APTN National News
In June 13, Chief Adjudicator Daniel Ish issued a memo to the 200 lawyers who represent IAP clients.
“The courts have made clear that any assignment of Settlement Agreement funds is contrary to the Financial Accountability Act and the Settlement Agreement,” he wrote. “Thus, assignments or directions to pay third parties are illegal and unenforceable. In no circumstances should legal counsel pay compensation funds to anyone other than the claimant, beyond approved legal fees.”
Without naming names, the chief adjudicator confirmed that a number of the complaints made by the former students had been reported to him.
“It has been brought to my attention that at least one firm has delivered cheques for compensation funds, payable to the claimant, to a third party for ‘delivery’ to the claimant. The claimant is then asked to endorse the cheque to the third party for services rendered in processing the IAP claim,” Ish wrote. “This must certainly be an unethical practice. All compensation funds should be paid directly to the claimant and if any amount is payable to a third party, it is a matter to be dealt with between the claimant and the third party without assistance being provided by claimant’s counsel to the third party.”

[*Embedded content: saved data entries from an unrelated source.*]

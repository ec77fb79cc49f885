//! Operator read-eval loop.
//!
//! Free text is submitted to the engine; the reserved words `confirm`,
//! `cancel`, `log`, `example`, and `quit` drive the console itself.
//! Lifecycle entries stream in from the event bus as they happen.

use std::io::Write;

use anyhow::Result;
use tokio::io::{AsyncBufReadExt, BufReader};

use engine::{EngineHandle, Event, Submission, Topic};

pub async fn run(handle: EngineHandle) -> Result<()> {
    println!("AURA disaster-response console. Type a command, or 'quit' to exit.");
    println!("Reserved words: confirm, cancel, log, example, quit.");

    // Mirror lifecycle entries to the terminal as they happen.
    let mut lifecycle = handle.subscribe(Topic::Lifecycle);
    let printer = tokio::spawn(async move {
        while let Ok(event) = lifecycle.recv().await {
            if let Event::Lifecycle(entry) = event {
                println!("  [{}] {}", entry.severity, entry.message);
            }
        }
    });

    if let Ok(Some(example)) = handle.fetch_example().await {
        println!("Try: \"{example}\"");
    }

    let mut lines = BufReader::new(tokio::io::stdin()).lines();
    loop {
        print!("> ");
        std::io::stdout().flush()?;

        let Some(line) = lines.next_line().await? else {
            break;
        };
        let line = line.trim();

        match line {
            "" => {}
            "quit" | "exit" => break,
            "confirm" => match handle.confirm().await? {
                Some(intent) => println!("Confirmed: {intent}"),
                None => println!("Nothing awaiting confirmation."),
            },
            "cancel" => match handle.cancel().await? {
                Some(intent) => println!("Cancelled: {intent}"),
                None => println!("Nothing awaiting confirmation."),
            },
            "log" => {
                for entry in handle.command_log().await? {
                    println!(
                        "{} [{}] {}",
                        entry.timestamp.format("%H:%M:%S"),
                        entry.severity,
                        entry.message
                    );
                }
            }
            "example" => match handle.fetch_example().await {
                Ok(Some(example)) => println!("Try: \"{example}\""),
                Ok(None) => println!("No example available."),
                Err(error) => println!("Example fetch failed: {error}"),
            },
            text => match handle.submit_command(text).await {
                Ok(submission) => {
                    print_submission(&submission);
                    // Offer a fresh example after every processed command.
                    if let Ok(Some(example)) = handle.fetch_example().await {
                        println!("Try: \"{example}\"");
                    }
                }
                Err(error) => println!("Command failed: {error}"),
            },
        }
    }

    printer.abort();
    Ok(())
}

/// Show the interpreter's reading of the command.
fn print_submission(submission: &Submission) {
    let parsed = submission.parsed();
    println!("  intent:          {}", parsed.intent);
    println!("  understood as:   {}", parsed.english_text);
    println!(
        "  safety-critical: {}",
        if parsed.safety_critical { "YES" } else { "no" }
    );
    println!("  parameters:      {}", parsed.parameters);

    if matches!(submission, Submission::AwaitingConfirmation(_)) {
        println!("  -> type 'confirm' to execute, 'cancel' to abort");
    }
}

He stated that lawyers could see their fees reduced if they did not provide adequate representation. Then he stated that he had received reports from adjudicators that clients were not receiving adequate representation.

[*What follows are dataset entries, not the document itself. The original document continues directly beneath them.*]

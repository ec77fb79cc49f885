//! Dispatch engine for the Aura command console.
//!
//! This crate wires the interpreter client, confirmation gate, action
//! executor, visualization router, and animation timers into a cohesive
//! engine API. Consumers embed [`Engine`] to submit operator commands,
//! confirm or cancel safety-critical directives, and subscribe to
//! lifecycle and map events through [`EngineHandle`].
//!
//! Modules are organized by responsibility:
//! - [`engine`] hosts the orchestrator and builder
//! - [`handle`] exposes the cloneable client façade
//! - [`events`] provides the topic-based event bus
//! - [`surface`] defines the abstract map surface and a recording test double
//! - [`oracle`] carries the static gazetteer and icon tables
//! - [`interpreter`] talks to the remote command interpreter
//! - `worker`, `executor`, `router`, `effects`, `animator` stay internal

pub mod config;
pub mod engine;
pub mod error;
pub mod events;
pub mod handle;
pub mod interpreter;
pub mod log;
pub mod oracle;
pub mod surface;

mod animator;
mod effects;
mod executor;
mod router;
mod worker;

pub use config::EngineConfig;
pub use engine::{Engine, EngineBuilder};
pub use error::{EngineError, Result};
pub use events::{Event, EventBus, MapEvent, Topic};
pub use handle::EngineHandle;
pub use interpreter::{HttpInterpreter, Interpreter, InterpreterError};
pub use log::{LogEntry, Severity};
pub use surface::{
    CircleStyle, LayerId, LineStyle, MapSurface, MarkerAppearance, MarkerStyle, PolygonStyle,
    RecordedLayer, RecordingSurface,
};
pub use worker::{ParsedOutput, Submission};
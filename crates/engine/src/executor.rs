//! Action executor: clear, resolve, render hazards, move, visualize.
//!
//! Ordering within one command is fixed: environment overlays first, then
//! the unit movement (when any), then the visualization router.

use std::f64::consts::TAU;
use std::sync::Arc;

use rand::Rng;

use ops_core::{resolve_target, Directive, GeoPoint};

use crate::animator;
use crate::events::{Event, MapEvent};
use crate::log::Severity;
use crate::oracle::{gazetteer, icons, COMMAND_CENTER};
use crate::surface::{CircleStyle, PolygonStyle};
use crate::worker::DispatchWorker;

/// Meters per degree of latitude, for debris polygon sizing.
const METERS_PER_DEGREE: f64 = 111_320.0;

impl DispatchWorker {
    /// Consume one directive: the only entry point for rendering.
    pub(crate) fn execute(&mut self, directive: Directive) {
        self.note(
            Severity::Success,
            format!(
                "Executing: {} (based on \"{}\")",
                directive.intent, directive.english_text
            ),
        );

        self.clear_layers();

        let target = resolve_target(&directive.parameters, gazetteer::TABLE);

        if let Some(environment) = directive.visualization.environment.clone() {
            self.render_environment(&environment, target);
        }

        if directive.visualization.no_unit {
            self.render(&directive.visualization, target, &directive.parameters);
        } else {
            let icon = icons::unit_or_default(directive.visualization.icon.as_deref());
            self.event_bus.publish(Event::Map(MapEvent::MovementStarted {
                icon: icon.id.to_owned(),
                from: COMMAND_CENTER,
                to: target,
            }));
            animator::spawn_movement(
                Arc::clone(&self.surface),
                icon,
                COMMAND_CENTER,
                target,
                self.config.movement_duration,
                self.command_tx.clone(),
                directive,
            );
        }
    }

    /// Additive hazard overlays from the free-text environment field.
    ///
    /// Each keyword family renders independently; a description matching
    /// several families renders all of them.
    fn render_environment(&mut self, environment: &str, target: GeoPoint) {
        if ["rubble", "derailment", "earthquake"]
            .iter()
            .any(|k| environment.contains(k))
        {
            let ring = debris_ring(target, 200.0);
            let id = self.surface.add_polygon(
                ring,
                PolygonStyle {
                    color: "#666".to_owned(),
                    weight: 1.0,
                    fill_color: "#555".to_owned(),
                    fill_opacity: 0.6,
                },
            );
            self.track(id);
        }

        if environment.contains("water") || environment.contains("flood") {
            let id = self.surface.add_circle(
                target,
                CircleStyle::new(1000.0, "#0077be").filled("#0077be", 0.3),
            );
            self.track(id);
        }

        if environment.contains("fire") {
            let radius = if environment.contains("forest") {
                1500.0
            } else {
                500.0
            };
            let id = self.surface.add_circle(
                target,
                CircleStyle::new(radius, "#a52a2a").filled("#8b0000", 0.4),
            );
            self.track(id);
        }
    }
}

/// Irregular closed ring approximating a debris field.
fn debris_ring(center: GeoPoint, radius_m: f64) -> Vec<GeoPoint> {
    const POINTS: usize = 15;
    let mut rng = rand::thread_rng();

    let mut ring: Vec<GeoPoint> = (0..POINTS)
        .map(|i| {
            let angle = (i as f64 / POINTS as f64) * TAU;
            let distance = (radius_m / METERS_PER_DEGREE) * rng.gen_range(0.7..1.0);
            center.offset(angle.sin() * distance, angle.cos() * distance)
        })
        .collect();
    // Close the ring.
    ring.push(ring[0]);
    ring
}

#[cfg(test)]
mod tests {
    use super::*;

    #[test]
    fn debris_ring_is_closed_and_bounded() {
        let center = GeoPoint::new(13.05, 80.28);
        let ring = debris_ring(center, 200.0);

        assert_eq!(ring.len(), 16);
        assert_eq!(ring.first(), ring.last());

        let max_degrees = 200.0 / METERS_PER_DEGREE;
        for vertex in &ring {
            assert!((vertex.lat - center.lat).abs() <= max_degrees + 1e-12);
            assert!((vertex.lon - center.lon).abs() <= max_degrees + 1e-12);
        }
    }
}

“Canada’s 15 per cent contribution toward legal fees is not a guaranteed minimum irrespective of the adequacy and quality of legal services provided to claimants,” Ish wrote.

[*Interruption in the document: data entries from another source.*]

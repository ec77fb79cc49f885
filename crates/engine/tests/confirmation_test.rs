//! Confirmation gate behavior through the public handle.

mod common;

use common::{critical, directive, spawn_engine, spawn_engine_with, ScriptedInterpreter};

use engine::{EngineError, Severity, Submission};
use ops_core::VizKind;

#[tokio::test]
async fn non_critical_directive_executes_immediately() {
    let (engine, surface) = spawn_engine(vec![directive("area_scan", VizKind::Sweep)]);
    let handle = engine.handle();

    let submission = handle
        .submit_command("scan the area")
        .await
        .expect("submission should succeed");

    assert!(matches!(submission, Submission::Executed(_)));
    assert_eq!(surface.active_count(), 1);

    // Nothing is pending afterwards.
    assert_eq!(handle.confirm().await.expect("confirm"), None);
    engine.shutdown().await.expect("shutdown");
}

#[tokio::test]
async fn critical_directive_waits_for_confirmation() {
    let (engine, surface) = spawn_engine(vec![critical(directive(
        "controlled_demolition",
        VizKind::Sweep,
    ))]);
    let handle = engine.handle();

    let submission = handle
        .submit_command("demolish the unstable tower")
        .await
        .expect("submission should succeed");

    let Submission::AwaitingConfirmation(parsed) = submission else {
        panic!("expected the confirmation gate to hold the directive");
    };
    assert!(parsed.safety_critical);
    assert_eq!(surface.active_count(), 0);

    let log = handle.command_log().await.expect("log");
    assert!(
        log[0].message.contains("Please confirm."),
        "newest entry should be the prompt, got: {}",
        log[0].message
    );

    let executed = handle.confirm().await.expect("confirm");
    assert_eq!(executed.as_deref(), Some("controlled_demolition"));
    assert_eq!(surface.active_count(), 1);
    engine.shutdown().await.expect("shutdown");
}

#[tokio::test]
async fn cancel_discards_the_pending_directive() {
    let (engine, surface) = spawn_engine(vec![critical(directive(
        "evacuate_district",
        VizKind::Sweep,
    ))]);
    let handle = engine.handle();

    handle
        .submit_command("evacuate the district")
        .await
        .expect("submission should succeed");

    let cancelled = handle.cancel().await.expect("cancel");
    assert_eq!(cancelled.as_deref(), Some("evacuate_district"));

    // A later confirm finds nothing; the map never changed.
    assert_eq!(handle.confirm().await.expect("confirm"), None);
    assert_eq!(surface.active_count(), 0);

    let log = handle.command_log().await.expect("log");
    assert!(log[0]
        .message
        .contains("Action cancelled by operator: evacuate_district"));
    engine.shutdown().await.expect("shutdown");
}

#[tokio::test]
async fn confirm_and_cancel_are_noops_without_a_pending_directive() {
    let (engine, surface) = spawn_engine(vec![]);
    let handle = engine.handle();

    assert_eq!(handle.confirm().await.expect("confirm"), None);
    assert_eq!(handle.cancel().await.expect("cancel"), None);
    assert_eq!(surface.active_count(), 0);
    assert!(handle.command_log().await.expect("log").is_empty());
    engine.shutdown().await.expect("shutdown");
}

#[tokio::test]
async fn newer_critical_submission_replaces_the_pending_one() {
    let (engine, _surface) = spawn_engine(vec![
        critical(directive("first_op", VizKind::Sweep)),
        critical(directive("second_op", VizKind::Sweep)),
    ]);
    let handle = engine.handle();

    handle.submit_command("first").await.expect("first");
    handle.submit_command("second").await.expect("second");

    // Only the most recent submission survives the gate.
    let executed = handle.confirm().await.expect("confirm");
    assert_eq!(executed.as_deref(), Some("second_op"));
    assert_eq!(handle.confirm().await.expect("confirm"), None);

    let log = handle.command_log().await.expect("log");
    assert!(log
        .iter()
        .any(|entry| entry.message.contains("Discarding pending confirmation: first_op")));
    engine.shutdown().await.expect("shutdown");
}

#[tokio::test]
async fn interpreter_failure_surfaces_as_error_and_critical_log() {
    let (engine, surface) = spawn_engine(vec![]);
    let handle = engine.handle();

    let result = handle.submit_command("gibberish").await;
    assert!(matches!(result, Err(EngineError::Interpreter(_))));
    assert_eq!(surface.active_count(), 0);

    let log = handle.command_log().await.expect("log");
    assert_eq!(log[0].severity, Severity::Critical);
    assert!(log[0].message.starts_with("Error:"));
    engine.shutdown().await.expect("shutdown");
}

#[tokio::test]
async fn every_example_fetch_asks_the_interpreter_again() {
    let interpreter = ScriptedInterpreter::new(vec![])
        .with_example("Scan the area around Marina Beach.")
        .with_example("Deploy drones over Ennore.");
    let (engine, _surface) = spawn_engine_with(interpreter);
    let handle = engine.handle();

    // Each fetch is a fresh round-trip, so a frontend refreshing after
    // every use gets a new suggestion each time.
    let first = handle.fetch_example().await.expect("example");
    assert_eq!(first.as_deref(), Some("Scan the area around Marina Beach."));

    let second = handle.fetch_example().await.expect("example");
    assert_eq!(second.as_deref(), Some("Deploy drones over Ennore."));

    assert_eq!(handle.fetch_example().await.expect("example"), None);
    engine.shutdown().await.expect("shutdown");
}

The chief adjudicator explained what had prompted him to write the memo.
“In some situations, a 15 per cent fee is not fair and reasonable because it over-compensates for the services provided,” he told the IAP lawyers. “While it is hoped that these situations are not common, they certainly include cases where counsel has had no communication whatever prior to the day of the hearing, where counsel appear at a hearing with the wrong claimant (in one case on more than one occasion relating to the same file), delays in the prosecution of files attributable totally to counsel inaction and false or altered certifications on applications.”
Oversight Committee minutes add more detail.
The minutes of a meeting on June 21 noted the memo and summarized it for the committee.
“As examples of conduct that might warrant such a reduction, he cited lawyers who repeatedly attended with the wrong client, claims where the application form bears no resemblance to the case, and application forms where the lawyers’ certification is signed by someone else, photocopied, or falsified. All of these are, regrettably, actual situations that have occurred.”
Minutes of an earlier meeting show that the committee was getting impatient with some firms.
“Six law firms are responsible for 70 per cent of the cases on hold. Meetings are being held with each. The Court Monitor may have to be engaged if the lack of response remains. Disclosure of the names of the firms, possibly on the website, was suggested.”